La risposta a questa domanda arriva da un importante discorso del segretario di Stato Tillerson tenuto mercoledì scorso, presso la Hoover Institution, alla Stanford University. L’intervento, intitolato “La via da seguire per gli Stati Uniti in merito alla Siria” esemplifica quale sarà la politica degli Stati Uniti in Siria da adesso in poi: l’amministrazione americana continuerà a tempo indefinito l’occupazione del nord della Siria e ad armare i ribelli e realizzerà uno stato curdo autonomo, indipendente dal governo siriano, facendo tutto quanto necessario per costringere “Assad ad andarsene” e “impedire all’Iran di aumentare la sua influenza nella regione”. 
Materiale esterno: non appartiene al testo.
#[cfg(test)]
mod tests {
    use super::*;

    #[tokio::test]
    async fn register_starts_without_auto_approve() {
        let state = BridgeState::new();
        state.register_agent("main", "Claude Code").await;
        assert!(!state.check_auto_approve("main").await);
    }

    #[tokio::test]
    async fn auto_approve_sticks_until_unregister() {
        let state = BridgeState::new();
        state.register_agent("worker-1", "Worker").await;
        state.set_auto_approve("worker-1", "Worker").await;
        assert!(state.check_auto_approve("worker-1").await);

        state.unregister_agent("worker-1").await;
        assert!(!state.check_auto_approve("worker-1").await);
    }

    #[tokio::test]
    async fn double_register_preserves_auto_approve() {
        let state = BridgeState::new();
        state.register_agent("main", "Claude Code").await;
        state.set_auto_approve("main", "Claude Code").await;

        // Notification hooks re-register on every event; the grant survives
        // and the latest name wins.
        state.register_agent("main", "CC v2").await;
        assert!(state.check_auto_approve("main").await);
        let snapshot = state.snapshot().await;
        assert_eq!(snapshot.sessions, vec![("main".into(), "CC v2".into())]);
    }

    #[tokio::test]
    async fn set_auto_approve_creates_missing_session() {
        let state = BridgeState::new();
        state.set_auto_approve("ghost", "Ghost").await;
        assert!(state.check_auto_approve("ghost").await);
    }

    #[tokio::test]
    async fn queue_is_fifo_and_drains_exactly_once() {
        let state = BridgeState::new();
        state.enqueue_message("main", "first").await;
        let depth = state.enqueue_message("main", "second").await;
        assert_eq!(depth, 2);

        assert_eq!(state.peek_messages("main").await, vec!["first", "second"]);
        assert_eq!(state.drain_messages("main").await, vec!["first", "second"]);
        assert!(state.drain_messages("main").await.is_empty());
    }

    #[tokio::test]
    async fn queue_cap_drops_oldest() {
        let state = BridgeState::new();
        for i in 0..MESSAGE_QUEUE_CAP + 5 {
            state.enqueue_message("main", &format!("msg {i}")).await;
        }
        let messages = state.drain_messages("main").await;
        assert_eq!(messages.len(), MESSAGE_QUEUE_CAP);
        assert_eq!(messages[0], "msg 5");
    }

    #[tokio::test]
    async fn complete_approval_fires_latch_once() {
        let state = BridgeState::new();
        let rx = state.create_approval("abc12345", "main", "CC", "bash").await;

        let completed = state
            .complete_approval("abc12345", Resolution::new(Decision::Approve, "user approved"))
            .await
            .expect("first completion");
        assert_eq!(completed.agent_id, "main");

        let resolution = rx.await.expect("latch fired");
        assert_eq!(resolution.decision, Decision::Approve);
        assert_eq!(resolution.reason, "user approved");

        // Second completion is a no-op: the record is gone.
        assert!(
            state
                .complete_approval("abc12345", Resolution::new(Decision::Deny, "late"))
                .await
                .is_none()
        );
    }

    #[tokio::test]
    async fn complete_unknown_request_leaves_state_unchanged() {
        let state = BridgeState::new();
        assert!(
            state
                .complete_approval("nope", Resolution::new(Decision::Approve, "x"))
                .await
                .is_none()
        );
        assert_eq!(state.snapshot().await.pending.len(), 0);
    }

    #[tokio::test]
    async fn complete_all_resolves_every_pending() {
        let state = BridgeState::new();
        let rx1 = state.create_approval("aaaa1111", "main", "CC", "bash").await;
        let rx2 = state.create_approval("bbbb2222", "w1", "Worker", "write").await;

        let count = state.complete_all(Decision::Deny, "bulk denied").await;
        assert_eq!(count, 2);
        assert_eq!(rx1.await.expect("latch").decision, Decision::Deny);
        assert_eq!(rx2.await.expect("latch").reason, "bulk denied");
        assert!(state.snapshot().await.pending.is_empty());
    }

    #[tokio::test]
    async fn remove_approval_drops_latch() {
        let state = BridgeState::new();
        let rx = state.create_approval("abc12345", "main", "CC", "bash").await;
        state.remove_approval("abc12345").await;
        assert!(rx.await.is_err());
    }

    #[tokio::test]
    async fn message_map_roundtrip() {
        let state = BridgeState::new();
        state.map_message_to_request(77, "abc12345").await;
        assert_eq!(
            state.lookup_message_to_request(77).await.as_deref(),
            Some("abc12345")
        );
        state.unmap_message(77).await;
        assert!(state.lookup_message_to_request(77).await.is_none());
    }

    #[tokio::test]
    async fn snapshot_reports_counts_and_ages() {
        let state = BridgeState::new();
        state.register_agent("main", "Claude Code").await;
        state.enqueue_message("main", "hello").await;
        let _rx = state.create_approval("abc12345", "main", "CC", "bash").await;

        let snapshot = state.snapshot().await;
        assert!(!snapshot.paused);
        assert_eq!(snapshot.pending.len(), 1);
        assert_eq!(snapshot.pending[0].tool_name, "bash");
        assert_eq!(snapshot.queues.get("main"), Some(&1));
    }

    #[tokio::test]
    async fn pause_flag_roundtrip() {
        let state = BridgeState::new();
        assert!(!state.is_paused().await);
        state.set_paused(true).await;
        assert!(state.is_paused().await);
        state.set_paused(false).await;
        assert!(!state.is_paused().await);
    }
}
Operativamente, il discorso di Tillerson ricalca la vecchia dottrina del consigliere per la sicurezza nazionale gen. McMaster, per cui la strategia da seguire in Siria è attuare una “deterrenza avanzata”, capace di “aumentare la pressione”, così che “il nemico si convincerà che non sarà in grado di raggiungere i suoi obiettivi a un costo accettabile”. 

Il risultato di questa tattica è una guerra senza vinti né vincitori  in cui tutte le opzioni sono valide se possono “scoraggiare la progressione militare del nemico”, come pure il progresso nella ricostruzione del paese e gli sforzi per il ripristino del pieno controllo governativo dei confini della Siria. 

Va da sé che secondo questo disegno ogni accordo politico, la fine dei combattimenti, così pure il ripristino dei servizi essenziali alla popolazione nelle zone governative, sono contro quando auspicato. 

La domanda è quindi se la Turchia ora si spingerà troppo in là fino ad infrangere l’intesa con la Russia e l’Iran, indispensabile per il proseguimento del processo di pace. Per la verità sembra che — sebbene l’operazione turca si svolga in una zona di de-escalation presidiata da osservatori russi — Ankara non voglia una frattura con Mosca: il ministro della difesa turco Nurettin Canikli ha preventivamente fatto spostare gli osservatori russi in una zona più a sud, nel settore siriano (al di fuori dei bombardamenti).

Ciononostante è indiscutibile che l’iniziativa di Erdogan (così solerte contro i curdi ma non altrettanto sollecita a tagliare definitivamente con al Qaeda), non favorirà certo la fiducia reciproca tra Russia e Turchia. Infatti, l’attacco di Ankara è stato lanciato in un momento in cui i rapporti tra il terzetto di Astana erano già tesi perché Erdogan non ha fatto nulla per frenare la recente controffensiva di al Qaeda e dei ribelli “moderati” contro le forze siriane a nord di Hama. 

Ciò che è da auspicare è quindi che i leader degli stati del terzetto di Astana capiscano che in questo momento la priorità è che si svolga l’importante appuntamento del Congresso del Popolo previsto a Sochi il 29 gennaio (a cui parteciperanno 1700 rappresentanti di tutte le realtà politiche siriane). Solo celeri passi per una rapida pacificazione tra siriani potranno impedire i vari progetti distruttivi dei vari “think thank” occidentali.